Bajo esta métrica, la población ya no responde únicamente a los eventos aislados, sino que procesa la realidad a través de un filtro acumulativo; esto genera una fuerte resistencia al cambio en la percepción, consolidando una inercia donde el sentimiento de hoy es, en gran medida, un reflejo del ayer.
Esta persistencia no implica necesariamente que la situación deba empeorar por decreto, sino que cualquier transición ocurre de forma sumamente gradual. De hecho, una autocorrelación alta refleja que la ciudad arrastra su historia reciente.
En contraste, Mazatlán presenta una inercia notablemente baja de 0.26. Esta cifra revela una memoria de corto plazo. Aquí la percepción es altamente volátil y no hay un arrastre estructural que la sostenga, haciendo que la población reaccione con sensibilidad extrema a los eventos disruptivos más recientes, sin un trasfondo que estabilice la visión ciudadana.
Por su parte, Los Mochis presenta el caso más robusto de “inercia positiva”. Con una autocorrelación de 0.74, comparte con la capital una memoria de largo plazo, pero con una diferencia fundamental. Durante todo este periodo, la ciudad ha mantenido una marcada tendencia a la baja en la percepción de inseguridad.
En la ciudad del Norte del Estado, la alta inercia no ha trabajado a favor del miedo, sino de la tranquilidad. Cada trimestre de mejora ha “heredado” su éxito al siguiente, reforzando una espiral de confianza que se vuelve estructural.

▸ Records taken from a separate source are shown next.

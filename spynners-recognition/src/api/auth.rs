//! Bearer identity
//!
//! The platform session token is `base64("<user_id>:<rest>")`. The token is
//! opaque to this service beyond recovering the user id for history keying.

use axum::http::{header::AUTHORIZATION, HeaderMap};
use base64::{engine::general_purpose, Engine as _};

/// User id carried by the request's bearer token, if it decodes
pub fn bearer_user_id(headers: &HeaderMap) -> Option<String> {
    let value = headers.get(AUTHORIZATION)?.to_str().ok()?.trim();
    let (scheme, token) = value.split_once(' ')?;
    if !scheme.eq_ignore_ascii_case("bearer") {
        return None;
    }
    user_id_from_token(token.trim())
}

/// Text before the first `:` of the decoded token
pub fn user_id_from_token(token: &str) -> Option<String> {
    let decoded = general_purpose::STANDARD
        .decode(token)
        .or_else(|_| general_purpose::STANDARD_NO_PAD.decode(token))
        .ok()?;
    let text = String::from_utf8(decoded).ok()?;
    let user_id = text.split(':').next()?.trim();
    if user_id.is_empty() {
        None
    } else {
        Some(user_id.to_string())
    }
}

Mientras que en Mazatlán la percepción “no tiene memoria” y en Culiacán la inercia puede estancar el ánimo social, Los Mochis se comporta como una verdadera isla de resiliencia.
Estos resultados identifican patrones en la percepción, pero dejan una pregunta central: ¿qué origina y sostiene estas dinámicas? Para responderla, es necesario complementar el análisis cuantitativo con un estudio más profundo desde las ciencias sociales. Enfoques como la psicología social y la sociología permiten entender cómo se construye y se arraiga el miedo en la población.

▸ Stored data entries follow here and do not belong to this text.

use tracing::debug;

use crate::dijkstra::Dijkstra;
use crate::distance::{Distance, Meters};
use crate::error::RoutingError;
use crate::geopoint::GeoPoint;
use crate::routing_path::RoutingPath;
use crate::snapshot::GraphSnapshot;
use crate::stopwatch::Stopwatch;
use crate::weighting::ITimeWeighting;

fn check_coordinates(point: &GeoPoint) -> Result<(), RoutingError> {
    if point.is_valid() {
        Ok(())
    } else {
        Err(RoutingError::InvalidCoordinates {
            lat: point.lat,
            lng: point.lng,
        })
    }
}

/// Fastest path by itime between the nodes nearest to `origin` and
/// `destination`, computed entirely on `snapshot`.
pub fn find_path(
    snapshot: &GraphSnapshot,
    origin: &GeoPoint,
    destination: &GeoPoint,
) -> Result<RoutingPath, RoutingError> {
    check_coordinates(origin)?;
    check_coordinates(destination)?;

    let graph = snapshot.graph();

    let snap_sw = Stopwatch::new("path/snap");
    let start = snapshot
        .index()
        .closest_node(origin)
        .ok_or(RoutingError::EmptyGraph)?;
    let end = snapshot
        .index()
        .closest_node(destination)
        .ok_or(RoutingError::EmptyGraph)?;
    snap_sw.report();

    let search_sw = Stopwatch::new("path/dijkstra");
    let weighting = ITimeWeighting::new(snapshot.costs());
    let path = Dijkstra::new()
        .calc_path(graph, &weighting, start, end)?
        .ok_or(RoutingError::Unreachable)?;
    search_sw.report();

    let distance: Distance<Meters> = path
        .edges
        .iter()
        .map(|&edge_id| graph.edge(edge_id).distance())
        .sum();

    let points = path
        .nodes
        .iter()
        .map(|&node| *graph.node_geometry(node))
        .collect();

    debug!(
        start,
        end,
        nodes = path.nodes.len(),
        itime = path.weight,
        version = snapshot.version(),
        "Found path"
    );

    Ok(RoutingPath::new(
        path.nodes,
        points,
        distance,
        path.weight,
        snapshot.version(),
    ))
}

En este sentido, el análisis debe atender causas de raíz, desde delitos de alto impacto (como homicidios y desapariciones) hasta los delitos comunes y su normalización. La inercia del miedo puede mitigarse, pero medirla no basta: se requieren mecanismos de contención que eviten su propagación.
Esta tarea implica distintos niveles de acción. Desde el ámbito personal, en la relación con la familia y la comunidad, hasta las estrategias gubernamentales en los niveles municipal, estatal y federal. Se trata de un proceso que avanza de manera gradual, quizá más lento de lo que se desearíamos, pero que requiere pasar de la medición a la acción. Sólo así será posible no solo entender el miedo, sino también transformarlo.